• **TASK TO CARRY OUT**
Looking at the listing beneath, work out how many lines hold "bool" and report only that figure.

**** DATASET

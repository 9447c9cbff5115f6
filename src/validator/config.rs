use std::path::Path;
use std::time::Duration;

use serde::{Deserialize, Serialize};

use crate::analysis::RoundingMap;
use crate::comparator::{DEFAULT_ABS_TOLERANCE, DEFAULT_MAX_REPORTED_DIFFS, DEFAULT_REL_TOLERANCE, TolerantComparator};
use crate::engine::{ExecutionOptions, RetryPolicy};

#[derive(Debug, thiserror::Error)]
pub enum ConfigError {
    #[error("cannot read config file: {0}")]
    Io(#[from] std::io::Error),

    #[error("invalid config: {0}")]
    Parse(#[from] serde_json::Error),
}

#[derive(Debug, Clone, Copy, Default, PartialEq, Eq, Serialize, Deserialize)]
#[serde(rename_all = "snake_case")]
pub enum RowOrderPolicy {
    /// A pure row-order difference is reported but does not fail the run.
    #[default]
    Informational,
    Strict,
}

#[derive(Debug, Clone, PartialEq, Serialize, Deserialize)]
#[serde(default)]
pub struct RetryConfig {
    pub max_retries: u32,
}

impl Default for RetryConfig {
    fn default() -> Self {
        Self { max_retries: 1 }
    }
}

#[derive(Debug, Clone, PartialEq, Serialize, Deserialize)]
#[serde(default)]
pub struct ValidatorConfig {
    pub retry: RetryConfig,
    pub row_order_policy: RowOrderPolicy,
    pub parallel: bool,
    pub bypass_cache: bool,
    pub execution_timeout_ms: Option<u64>,
    pub default_aggregate_precision: i32,
    pub float_abs_tolerance: f64,
    pub float_rel_tolerance: f64,
    pub max_reported_diffs: usize,
}

impl Default for ValidatorConfig {
    fn default() -> Self {
        Self {
            retry: RetryConfig::default(),
            row_order_policy: RowOrderPolicy::default(),
            parallel: true,
            bypass_cache: false,
            execution_timeout_ms: None,
            default_aggregate_precision: 2,
            float_abs_tolerance: DEFAULT_ABS_TOLERANCE,
            float_rel_tolerance: DEFAULT_REL_TOLERANCE,
            max_reported_diffs: DEFAULT_MAX_REPORTED_DIFFS,
        }
    }
}

impl ValidatorConfig {
    pub fn new() -> Self {
        Self::default()
    }

    /// Row-order differences fail the run.
    pub fn strict() -> Self {
        Self {
            row_order_policy: RowOrderPolicy::Strict,
            ..Self::default()
        }
    }

    /// Executions run one after another instead of concurrently.
    pub fn sequential() -> Self {
        Self {
            parallel: false,
            ..Self::default()
        }
    }

    pub fn with_max_retries(mut self, max_retries: u32) -> Self {
        self.retry.max_retries = max_retries;
        self
    }

    pub fn with_bypass_cache(mut self, bypass_cache: bool) -> Self {
        self.bypass_cache = bypass_cache;
        self
    }

    pub fn with_timeout_ms(mut self, timeout_ms: u64) -> Self {
        self.execution_timeout_ms = Some(timeout_ms);
        self
    }

    pub fn from_json_str(json: &str) -> Result<Self, ConfigError> {
        Ok(serde_json::from_str(json)?)
    }

    pub fn load_from_file(path: impl AsRef<Path>) -> Result<Self, ConfigError> {
        let raw = std::fs::read_to_string(path)?;
        Self::from_json_str(&raw)
    }

    pub fn retry_policy(&self) -> RetryPolicy {
        RetryPolicy::new(self.retry.max_retries)
    }

    pub fn execution_options(&self) -> ExecutionOptions {
        let options = ExecutionOptions::new().with_bypass_cache(self.bypass_cache);
        match self.execution_timeout_ms {
            Some(ms) => options.with_timeout(Duration::from_millis(ms)),
            None => options,
        }
    }

    pub fn comparator(&self, rounding: RoundingMap) -> TolerantComparator {
        TolerantComparator::new(rounding)
            .with_tolerances(self.float_abs_tolerance, self.float_rel_tolerance)
            .with_max_reported_diffs(self.max_reported_diffs)
    }
}
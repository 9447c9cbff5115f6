pub mod parser;

pub mod analysis;
pub use analysis::{ClauseProfile, RoundingMap};

pub mod rewriter;
pub use rewriter::{HintStripper, TableQualifier};

pub mod engine;
pub use engine::{EngineConnection, EngineError, ExecutionMetrics, QueryOutput, ResultSet, RetryPolicy};

pub mod normalizer;
pub use normalizer::{NormalizedResultSet, Normalizer};

pub mod comparator;
pub use comparator::{Comparison, TolerantComparator};

pub mod validator;
pub use validator::{validate, QueryPair, ValidationReport, ValidationStatus, Validator, ValidatorConfig};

********

• **EXERCISE RESULT**
3